Novel natural product 5,5-trans-lactone inhibitors of human alpha-thrombin: mechanism of action and structural studies.
Weir, M.P., Bethell, S.S., Cleasby, A., Campbell, C.J., Dennis, R.J., Dix, C.J., Finch, H., Jhoti, H., Mooney, C.J., Patel, S., Tang, C.M., Ward, M., Wonacott, A.J., Wharton, C.W.(1998) Biochemistry 37: 6645-6657
- PubMed: 9578548 
- DOI: https://doi.org/10.1021/bi972499o
- Primary Citation of Related Structures:  
1AWF, 1AWH - PubMed Abstract: 
High-throughput screening of methanolic extracts from the leaves of the plant Lantana camara identified potent inhibitors of human alpha-thrombin, which were shown to be 5,5-trans-fused cyclic lactone euphane triterpenes [O'Neill et al. (1998) J. Nat.
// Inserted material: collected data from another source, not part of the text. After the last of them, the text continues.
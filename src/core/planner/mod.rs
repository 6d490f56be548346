//! Term planner: formulation, solving, and extraction
//!
//! `plan_term` runs the whole pipeline for one request:
//! catalog + student record → [`PlanModel`] → [`PlanSolver`] → [`Recommendation`].

pub mod extractor;
pub mod formulator;
pub mod model;
pub mod solver;

pub use extractor::{extract, Recommendation};
pub use formulator::formulate;
pub use model::{LinearConstraint, Objective, PlanModel, Relation, Rule};
pub use solver::{CancelToken, LinearSolver, PlanSolver, SolveOptions, SolveOutcome, SolveStatus};

use crate::core::error::{InputError, PlanError};
use crate::core::models::{Catalog, StudentRecord};
use crate::{debug, info};
use serde::Serialize;
use std::time::Instant;

/// Recommend this term's courses for one student
///
/// # Errors
/// Returns [`PlanError`] when the record does not belong to `catalog`.
/// Infeasible and inconclusive solves are reported through the
/// recommendation's status, not as errors.
pub fn plan_term<S: PlanSolver + ?Sized>(
    catalog: &Catalog,
    record: &StudentRecord,
    solver: &S,
    options: &SolveOptions,
) -> Result<Recommendation, PlanError> {
    let started = Instant::now();
    let model = formulate(catalog, record)?;
    debug!(
        "plan: formulated in {:.3}ms",
        started.elapsed().as_secs_f64() * 1000.0
    );

    let outcome = solver.solve(&model, options);
    let recommendation = extract(catalog, &model, &outcome);
    info!(
        "plan: {} with {} course(s), {} credit(s)",
        recommendation.status,
        recommendation.courses.len(),
        recommendation.total_credits
    );
    Ok(recommendation)
}

/// One rule broken by a proposed selection
#[derive(Debug, Clone, PartialEq, Eq, Serialize)]
pub struct Violation {
    /// Rule that was broken
    pub rule: Rule,
    /// Courses the rule was about
    pub subject: String,
}

/// Verdict on a caller-proposed selection
#[derive(Debug, Clone, PartialEq, Eq, Serialize)]
pub struct SelectionReport {
    /// Proposed course ids, in catalog order
    pub courses: Vec<String>,
    /// Credits of the proposed courses
    pub total_credits: i64,
    /// Every broken rule, in assertion order
    pub violations: Vec<Violation>,
}

impl SelectionReport {
    /// Whether the selection breaks no rule
    #[must_use]
    pub fn is_valid(&self) -> bool {
        self.violations.is_empty()
    }
}

/// Check a proposed selection against every planning rule
///
/// # Errors
/// Returns [`PlanError`] when a proposed id is not in the catalog or the record
/// does not belong to `catalog`.
pub fn check_selection<I, S>(
    catalog: &Catalog,
    record: &StudentRecord,
    selection: I,
) -> Result<SelectionReport, PlanError>
where
    I: IntoIterator<Item = S>,
    S: AsRef<str>,
{
    let model = formulate(catalog, record)?;
    let mut assignment = vec![false; catalog.len()];
    for id in selection {
        let id = id.as_ref().trim();
        let idx = catalog
            .index_of(id)
            .ok_or_else(|| InputError::UnknownCourse(id.to_string()))?;
        assignment[idx] = true;
    }

    let violations = model
        .violations(&assignment)
        .into_iter()
        .map(|c| Violation {
            rule: c.rule(),
            subject: c.label().to_string(),
        })
        .collect();
    let courses = catalog
        .courses()
        .iter()
        .zip(&assignment)
        .filter(|(_, selected)| **selected)
        .map(|(course, _)| course.id.clone())
        .collect();

    Ok(SelectionReport {
        courses,
        total_credits: model.objective().credits_taken(&assignment),
        violations,
    })
}
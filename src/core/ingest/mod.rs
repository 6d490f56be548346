//! Catalog and grade ingestion from CSV

pub mod csv_parser;
pub mod grades;

pub use csv_parser::{load_catalog_dir, split_ids};
pub use grades::{parse_grade_entry, parse_grades_csv};
//! Curriculum catalog model
//!
//! A [`Catalog`] is assembled through a [`CatalogBuilder`] and validated once.
//! After [`CatalogBuilder::build`] succeeds every course reference is known to
//! resolve, and the catalog keeps index-stable lookups so planners never hash
//! course ids inside their constraint loops.

use super::Course;
use crate::core::error::CatalogError;
use serde::{Deserialize, Serialize};
use std::collections::hash_map::DefaultHasher;
use std::collections::HashMap;
use std::hash::{Hash, Hasher};

/// Institution-wide credit requirements
#[derive(Debug, Clone, Copy, Default, PartialEq, Eq, Serialize, Deserialize)]
pub struct Requirements {
    /// Total credits needed to graduate (objective anchor only)
    pub credit_requirement: u32,
    /// Inclusive lower bound on credits taken this term
    pub min_credits_per_term: u32,
    /// Inclusive upper bound on credits taken this term
    pub max_credits_per_term: u32,
}

/// A minor and the courses that belong to it
#[derive(Debug, Clone, PartialEq, Eq, Serialize, Deserialize)]
pub struct Minor {
    /// Minor name as written in the catalog source
    pub name: String,
    /// Course ids belonging to the minor
    pub courses: Vec<String>,
}

/// Unvalidated catalog contents
///
/// This is also the on-disk shape of the catalog cache; loading a snapshot
/// goes back through [`build`](Self::build) so cached data is revalidated.
#[derive(Debug, Clone, Default, PartialEq, Eq, Serialize, Deserialize)]
pub struct CatalogBuilder {
    /// Credit requirements
    pub requirements: Requirements,
    /// Courses in source order
    pub courses: Vec<Course>,
    /// Minors in source order
    #[serde(default)]
    pub minors: Vec<Minor>,
    /// Courses under the general-education cap
    #[serde(default)]
    pub general_education_group: Vec<String>,
    /// Pairs of which at most one course may ever be taken
    #[serde(default)]
    pub general_education_pairs: Vec<(String, String)>,
    /// Project courses (progress-gated)
    #[serde(default)]
    pub project_modules: Vec<String>,
    /// Free-elective courses (progress-gated)
    #[serde(default)]
    pub free_elective_modules: Vec<String>,
}

impl CatalogBuilder {
    /// Start a builder with the given credit requirements
    #[must_use]
    pub fn new(requirements: Requirements) -> Self {
        Self {
            requirements,
            ..Self::default()
        }
    }

    /// Append a course
    #[must_use]
    pub fn course(mut self, course: Course) -> Self {
        self.courses.push(course);
        self
    }

    /// Append a minor
    #[must_use]
    pub fn minor(mut self, name: &str, courses: &[&str]) -> Self {
        self.minors.push(Minor {
            name: name.to_string(),
            courses: to_owned_ids(courses),
        });
        self
    }

    /// Add courses to the general-education group
    #[must_use]
    pub fn general_education(mut self, courses: &[&str]) -> Self {
        self.general_education_group.extend(to_owned_ids(courses));
        self
    }

    /// Add a general-education pair
    #[must_use]
    pub fn general_education_pair(mut self, first: &str, second: &str) -> Self {
        self.general_education_pairs
            .push((first.to_string(), second.to_string()));
        self
    }

    /// Add project courses
    #[must_use]
    pub fn projects(mut self, courses: &[&str]) -> Self {
        self.project_modules.extend(to_owned_ids(courses));
        self
    }

    /// Add free-elective courses
    #[must_use]
    pub fn free_electives(mut self, courses: &[&str]) -> Self {
        self.free_elective_modules.extend(to_owned_ids(courses));
        self
    }

    /// Validate the contents and freeze them into a [`Catalog`]
    ///
    /// # Errors
    /// Returns [`CatalogError`] for inverted credit bounds, a course worth zero
    /// credits, duplicate course ids, or any reference to a course id that is
    /// not in the course table.
    pub fn build(self) -> Result<Catalog, CatalogError> {
        let Requirements {
            min_credits_per_term: min,
            max_credits_per_term: max,
            ..
        } = self.requirements;
        if min > max {
            return Err(CatalogError::InvalidCreditBounds { min, max });
        }

        let mut index = HashMap::with_capacity(self.courses.len());
        for (idx, course) in self.courses.iter().enumerate() {
            if course.credits == 0 {
                return Err(CatalogError::ZeroCredits(course.id.clone()));
            }
            if index.insert(course.id.clone(), idx).is_some() {
                return Err(CatalogError::DuplicateCourse(course.id.clone()));
            }
        }

        let resolve = |context: &dyn Fn() -> String, id: &str| {
            index
                .get(id)
                .copied()
                .ok_or_else(|| CatalogError::UnknownCourse {
                    context: context(),
                    course: id.to_string(),
                })
        };

        let mut links = Vec::with_capacity(self.courses.len());
        for course in &self.courses {
            let prerequisites = course
                .prerequisites
                .iter()
                .map(|p| resolve(&|| format!("prerequisite of {}", course.id), p.as_str()))
                .collect::<Result<Vec<_>, _>>()?;
            let prior_exposure = course
                .prior_exposure
                .as_deref()
                .map(|p| resolve(&|| format!("prior exposure of {}", course.id), p))
                .transpose()?;
            let co_module = course
                .co_module
                .as_deref()
                .map(|m| resolve(&|| format!("co-module of {}", course.id), m))
                .transpose()?;
            links.push(CourseLinks {
                prerequisites: dedup(prerequisites),
                prior_exposure,
                co_module,
            });
        }

        let minors = self
            .minors
            .iter()
            .map(|minor| {
                resolve_list(&minor.courses, |id| {
                    resolve(&|| format!("minor '{}'", minor.name), id)
                })
            })
            .collect::<Result<Vec<_>, _>>()?;
        let general_education_group = resolve_list(&self.general_education_group, |id| {
            resolve(&|| "general education group".to_string(), id)
        })?;
        let general_education_pairs = self
            .general_education_pairs
            .iter()
            .enumerate()
            .map(|(i, (a, b))| {
                let context = || format!("general education pair {i}");
                Ok((resolve(&context, a.as_str())?, resolve(&context, b.as_str())?))
            })
            .collect::<Result<Vec<_>, CatalogError>>()?;
        let project_modules = resolve_list(&self.project_modules, |id| {
            resolve(&|| "project modules".to_string(), id)
        })?;
        let free_elective_modules = resolve_list(&self.free_elective_modules, |id| {
            resolve(&|| "free electives".to_string(), id)
        })?;

        let resolved = Resolved {
            links,
            minors,
            general_education_group,
            general_education_pairs,
            project_modules,
            free_elective_modules,
        };

        let fingerprint = fingerprint(&self.courses);
        Ok(Catalog {
            source: self,
            index,
            resolved,
            fingerprint,
        })
    }
}

/// Resolved course references for one course
#[derive(Debug, Clone, PartialEq, Eq)]
pub(crate) struct CourseLinks {
    pub(crate) prerequisites: Vec<usize>,
    pub(crate) prior_exposure: Option<usize>,
    pub(crate) co_module: Option<usize>,
}

#[derive(Debug, Clone, PartialEq, Eq)]
struct Resolved {
    links: Vec<CourseLinks>,
    minors: Vec<Vec<usize>>,
    general_education_group: Vec<usize>,
    general_education_pairs: Vec<(usize, usize)>,
    project_modules: Vec<usize>,
    free_elective_modules: Vec<usize>,
}

/// Immutable, validated curriculum catalog
///
/// Courses keep their source order; that order is the variable order of every
/// model built from this catalog and the order of every recommendation.
#[derive(Debug, Clone, PartialEq, Eq)]
pub struct Catalog {
    source: CatalogBuilder,
    index: HashMap<String, usize>,
    resolved: Resolved,
    fingerprint: u64,
}

impl Catalog {
    /// Credit requirements
    #[must_use]
    pub const fn requirements(&self) -> Requirements {
        self.source.requirements
    }

    /// Total credits needed to graduate
    #[must_use]
    pub const fn credit_requirement(&self) -> u32 {
        self.source.requirements.credit_requirement
    }

    /// Minimum credits per term (inclusive)
    #[must_use]
    pub const fn min_credits_per_term(&self) -> u32 {
        self.source.requirements.min_credits_per_term
    }

    /// Maximum credits per term (inclusive)
    #[must_use]
    pub const fn max_credits_per_term(&self) -> u32 {
        self.source.requirements.max_credits_per_term
    }

    /// All courses in catalog order
    #[must_use]
    pub fn courses(&self) -> &[Course] {
        &self.source.courses
    }

    /// Number of courses
    #[must_use]
    pub fn len(&self) -> usize {
        self.source.courses.len()
    }

    /// Whether the catalog has no courses
    #[must_use]
    pub fn is_empty(&self) -> bool {
        self.source.courses.is_empty()
    }

    /// Look up a course by id
    #[must_use]
    pub fn course(&self, id: &str) -> Option<&Course> {
        self.index_of(id).map(|idx| &self.source.courses[idx])
    }

    /// Position of a course in catalog order
    #[must_use]
    pub fn index_of(&self, id: &str) -> Option<usize> {
        self.index.get(id).copied()
    }

    /// Minors in source order
    #[must_use]
    pub fn minors(&self) -> &[Minor] {
        &self.source.minors
    }

    /// Find a minor by name, ignoring ASCII case
    #[must_use]
    pub fn find_minor(&self, name: &str) -> Option<&Minor> {
        self.minor_position(name).map(|pos| &self.source.minors[pos])
    }

    /// General-education group course ids
    #[must_use]
    pub fn general_education_group(&self) -> &[String] {
        &self.source.general_education_group
    }

    /// General-education pairs
    #[must_use]
    pub fn general_education_pairs(&self) -> &[(String, String)] {
        &self.source.general_education_pairs
    }

    /// Project course ids
    #[must_use]
    pub fn project_modules(&self) -> &[String] {
        &self.source.project_modules
    }

    /// Free-elective course ids
    #[must_use]
    pub fn free_elective_modules(&self) -> &[String] {
        &self.source.free_elective_modules
    }

    /// Hash of the course ids in catalog order
    ///
    /// Two catalogs with the same fingerprint index their courses the same way,
    /// so per-course vectors built against one line up with the other.
    #[must_use]
    pub const fn fingerprint(&self) -> u64 {
        self.fingerprint
    }

    /// Copy the catalog contents back into a builder (used by the cache)
    #[must_use]
    pub fn to_builder(&self) -> CatalogBuilder {
        self.source.clone()
    }

    pub(crate) fn minor_position(&self, name: &str) -> Option<usize> {
        self.source
            .minors
            .iter()
            .position(|m| m.name.eq_ignore_ascii_case(name.trim()))
    }

    pub(crate) fn links(&self, idx: usize) -> &CourseLinks {
        &self.resolved.links[idx]
    }

    pub(crate) fn minor_indices(&self) -> &[Vec<usize>] {
        &self.resolved.minors
    }

    pub(crate) fn general_education_group_indices(&self) -> &[usize] {
        &self.resolved.general_education_group
    }

    pub(crate) fn general_education_pair_indices(&self) -> &[(usize, usize)] {
        &self.resolved.general_education_pairs
    }

    pub(crate) fn project_indices(&self) -> &[usize] {
        &self.resolved.project_modules
    }

    pub(crate) fn free_elective_indices(&self) -> &[usize] {
        &self.resolved.free_elective_modules
    }
}

fn fingerprint(courses: &[Course]) -> u64 {
    let mut hasher = DefaultHasher::new();
    courses.len().hash(&mut hasher);
    for course in courses {
        course.id.hash(&mut hasher);
    }
    hasher.finish()
}

fn to_owned_ids(ids: &[&str]) -> Vec<String> {
    ids.iter().map(|id| (*id).to_string()).collect()
}

fn resolve_list<F>(ids: &[String], mut resolve: F) -> Result<Vec<usize>, CatalogError>
where
    F: FnMut(&str) -> Result<usize, CatalogError>,
{
    let resolved = ids
        .iter()
        .map(|id| resolve(id.as_str()))
        .collect::<Result<Vec<_>, _>>()?;
    Ok(dedup(resolved))
}

/// Drop repeated indices while keeping first-seen order
fn dedup(indices: Vec<usize>) -> Vec<usize> {
    let mut out = Vec::with_capacity(indices.len());
    for idx in indices {
        if !out.contains(&idx) {
            out.push(idx);
        }
    }
    out
}
//! Internal logger for `NuPlanner`.
//! Feature flags: `log-info`, `log-debug`, `verbose`, `file-logging`.

use std::fmt::{self, Arguments};
#[cfg(any(feature = "log-debug", feature = "verbose"))]
use std::sync::atomic::AtomicBool;
use std::sync::atomic::{AtomicU8, Ordering};
use std::sync::LazyLock;

#[cfg(feature = "file-logging")]
use std::{
    fs::{File, OpenOptions},
    io::Write,
    sync::Mutex,
};

/// Logging levels.
#[derive(Copy, Clone, Debug, PartialEq, Eq, PartialOrd, Ord)]
pub enum Level {
    /// Error-level messages (always enabled).
    Error = 1,
    /// Warning-level messages (always enabled).
    Warn = 2,
    /// Info-level messages (requires `log-info` feature).
    Info = 3,
    /// Debug-level messages (requires `log-debug` feature and runtime enablement).
    Debug = 4,
}

impl Level {
    /// Parse a level name (case-insensitive). Accepts `err` and `warning` aliases.
    #[must_use]
    pub fn parse(value: &str) -> Option<Self> {
        match value.trim().to_ascii_lowercase().as_str() {
            "error" | "err" => Some(Self::Error),
            "warn" | "warning" => Some(Self::Warn),
            "info" => Some(Self::Info),
            "debug" => Some(Self::Debug),
            _ => None,
        }
    }

    const fn prefix(self) -> &'static str {
        match self {
            Self::Error => "[ERROR]",
            Self::Warn => "[WARN]",
            Self::Info => "[INFO]",
            Self::Debug => "[DEBUG]",
        }
    }
}

impl fmt::Display for Level {
    fn fmt(&self, f: &mut fmt::Formatter<'_>) -> fmt::Result {
        let name = match self {
            Self::Error => "error",
            Self::Warn => "warn",
            Self::Info => "info",
            Self::Debug => "debug",
        };
        f.write_str(name)
    }
}

const fn default_level() -> u8 {
    if cfg!(feature = "log-debug") {
        Level::Debug as u8
    } else if cfg!(feature = "log-info") {
        Level::Info as u8
    } else {
        Level::Warn as u8
    }
}

static LOG_LEVEL: LazyLock<AtomicU8> = LazyLock::new(|| AtomicU8::new(default_level()));
#[cfg(feature = "log-debug")]
static DEBUG_ENABLED: AtomicBool = AtomicBool::new(true);
#[cfg(feature = "verbose")]
static VERBOSE_ENABLED: AtomicBool = AtomicBool::new(false);
#[cfg(feature = "file-logging")]
static LOG_FILE: LazyLock<Mutex<Option<File>>> = LazyLock::new(|| Mutex::new(None));

/// Set the global log level.
pub fn set_level(level: Level) {
    LOG_LEVEL.store(level as u8, Ordering::SeqCst);
}

/// Current global log level.
#[must_use]
pub fn level() -> Level {
    match LOG_LEVEL.load(Ordering::SeqCst) {
        1 => Level::Error,
        2 => Level::Warn,
        3 => Level::Info,
        _ => Level::Debug,
    }
}

#[must_use]
/// Parse level from string (case-insensitive) and set it. Returns `true` on success.
pub fn set_level_from_str(level: &str) -> bool {
    Level::parse(level).is_some_and(|lvl| {
        set_level(lvl);
        true
    })
}

#[cfg(feature = "log-debug")]
/// Enable debug logging at runtime.
pub fn enable_debug() {
    DEBUG_ENABLED.store(true, Ordering::SeqCst);
}
#[cfg(not(feature = "log-debug"))]
/// Enable debug logging at runtime (no-op when `log-debug` feature is disabled).
pub fn enable_debug() {}

#[cfg(feature = "log-debug")]
/// Disable debug logging at runtime.
pub fn disable_debug() {
    DEBUG_ENABLED.store(false, Ordering::SeqCst);
}
#[cfg(not(feature = "log-debug"))]
/// Disable debug logging at runtime (no-op when `log-debug` feature is disabled).
pub fn disable_debug() {}

#[cfg(feature = "log-debug")]
/// Returns whether debug logging is enabled.
pub fn is_debug_enabled() -> bool {
    DEBUG_ENABLED.load(Ordering::SeqCst)
}
#[cfg(not(feature = "log-debug"))]
/// Returns whether debug logging is enabled (always false when feature is disabled).
pub fn is_debug_enabled() -> bool {
    false
}

#[cfg(feature = "verbose")]
/// Enable verbose output at runtime.
pub fn enable_verbose() {
    VERBOSE_ENABLED.store(true, Ordering::SeqCst);
}
#[cfg(not(feature = "verbose"))]
/// Enable verbose output at runtime (no-op when `verbose` feature is disabled).
pub fn enable_verbose() {}

#[cfg(feature = "verbose")]
/// Returns whether verbose output is enabled.
pub fn is_verbose_enabled() -> bool {
    VERBOSE_ENABLED.load(Ordering::SeqCst)
}
#[cfg(not(feature = "verbose"))]
/// Returns whether verbose output is enabled (always false when feature is disabled).
pub fn is_verbose_enabled() -> bool {
    false
}

#[cfg(feature = "file-logging")]
#[must_use]
/// Initialize file logging to a specific path. Returns `true` on success.
pub fn init_file_logging(path: &std::path::Path) -> bool {
    if let Some(parent) = path.parent() {
        if !parent.as_os_str().is_empty() && std::fs::create_dir_all(parent).is_err() {
            return false;
        }
    }
    OpenOptions::new()
        .create(true)
        .append(true)
        .open(path)
        .is_ok_and(|file| {
            LOG_FILE.lock().is_ok_and(|mut log_file| {
                *log_file = Some(file);
                true
            })
        })
}

#[cfg(not(feature = "file-logging"))]
/// Initialize file logging (no-op when `file-logging` feature is disabled).
pub fn init_file_logging(_path: &std::path::Path) -> bool {
    false
}

/// Write to the log file if one is open. Returns `true` when the message was taken.
#[cfg(feature = "file-logging")]
fn write_to_file(message: &str) -> bool {
    let Ok(mut log_file) = LOG_FILE.lock() else {
        return false;
    };
    let Some(file) = log_file.as_mut() else {
        return false;
    };
    let _ = writeln!(file, "{message}");
    let _ = file.flush();
    true
}

#[cfg(not(feature = "file-logging"))]
const fn write_to_file(_message: &str) -> bool {
    false
}

fn emit(level: Level, msg: &str) {
    let line = format!("{} {msg}", level.prefix());
    if write_to_file(&line) {
        return;
    }
    // stdout carries command output (including JSON), so log lines stay on stderr
    eprintln!("{line}");
}

fn should_log(level: Level) -> bool {
    match level {
        Level::Info if !cfg!(feature = "log-info") => return false,
        Level::Debug if !cfg!(feature = "log-debug") => return false,
        _ => {}
    }
    let current = LOG_LEVEL.load(Ordering::SeqCst);
    (level as u8) <= current && (level != Level::Debug || is_debug_enabled())
}

/// Internal logging dispatcher used by public macros.
pub fn log_impl(level: Level, args: Arguments) {
    if should_log(level) {
        emit(level, &args.to_string());
    }
}

#[macro_export]
/// Logs an error-level message (always enabled).
macro_rules! error { ($($arg:tt)*) => { $crate::logger::log_impl($crate::logger::Level::Error, format_args!($($arg)*)) }; }
#[macro_export]
/// Logs a warning-level message (always enabled).
macro_rules! warn  { ($($arg:tt)*) => { $crate::logger::log_impl($crate::logger::Level::Warn,  format_args!($($arg)*)) }; }
#[macro_export]
/// Logs an info-level message (requires `log-info` feature).
macro_rules! info  { ($($arg:tt)*) => { $crate::logger::log_impl($crate::logger::Level::Info,  format_args!($($arg)*)) }; }
#[macro_export]
/// Logs a debug-level message (requires `log-debug` feature and runtime enablement).
macro_rules! debug { ($($arg:tt)*) => { $crate::logger::log_impl($crate::logger::Level::Debug, format_args!($($arg)*)) }; }
#[macro_export]
/// Prints a verbose message (requires `verbose` feature and runtime enablement). Never written to log files.
macro_rules! verbose {
    ($($arg:tt)*) => {
        if $crate::logger::is_verbose_enabled() { println!($($arg)*); }
    }
}

#[cfg(test)]
mod tests {
    use super::*;

    #[test]
    fn test_level_parse_aliases() {
        assert_eq!(Level::parse("ERR"), Some(Level::Error));
        assert_eq!(Level::parse(" warning "), Some(Level::Warn));
        assert_eq!(Level::parse("Info"), Some(Level::Info));
        assert_eq!(Level::parse("debug"), Some(Level::Debug));
        assert_eq!(Level::parse("trace"), None);
    }

    #[test]
    fn test_level_display_round_trips_through_parse() {
        for lvl in [Level::Error, Level::Warn, Level::Info, Level::Debug] {
            assert_eq!(Level::parse(&lvl.to_string()), Some(lvl));
        }
    }

    #[test]
    fn test_level_ordering() {
        assert!(Level::Error < Level::Warn);
        assert!(Level::Info < Level::Debug);
    }
}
Prod. (submitted for publication)]. Proflavin displacement studies showed the inhibitors to bind at the active site of alpha-thrombin and alpha-chymotrypsin. Kinetic analysis of alpha-thrombin showed tight-binding reversible competitive inhibition by both compounds, named GR133487 and GR133686, with respective kon values at pH 8.4 of 1.7 x 10(6) s-1 M-1 and 4.6 x 10(6) s-1 M-1. Electrospray ionization mass spectrometry of thrombin/inhibitor complexes showed the tight-bound species to be covalently attached, suggesting acyl-enzyme formation by reaction of the active-site Ser195 with the trans-lactone carbonyl. X-ray crystal structures of alpha-thrombin/GR133686 (3.0 A resolution) and alpha-thrombin/GR133487 (2.2 A resolution) complexes showed continuous electron density between Ser195 and the ring-opened lactone carbonyl, demonstrating acyl-enzyme formation. Turnover of inhibitor by alpha-thrombin was negligible and mass spectrometry of isolated complexes showed that reversal of inhibition occurs by reformation of the trans-lactone from the acyl-enzyme. The catalytic triad appears undisrupted and the inhibitor carbonyl occupies the oxyanion hole, suggesting the observed lack of turnover is due to exclusion of water for deacylation. The acyl-enzyme inhibitor hydroxyl is properly positioned for nucleophilic attack on the ester carbonyl and therefore relactonization; furthermore, the higher resolution structure of alpha-thrombin/GR133487 shows this hydroxyl to be effectively superimposable with the recently proposed deacylating water for peptide substrate hydrolysis [Wilmouth, R. C., et al. (1997) Nat. Struct.Biol. 4, 456-462], suggesting the alpha-thrombin/GR133487 complex may be a good model for this reaction.
Organizational Affiliation: 
Glaxo Wellcome Medicines Research Centre, Stevenage, Hertfordshire, U.K.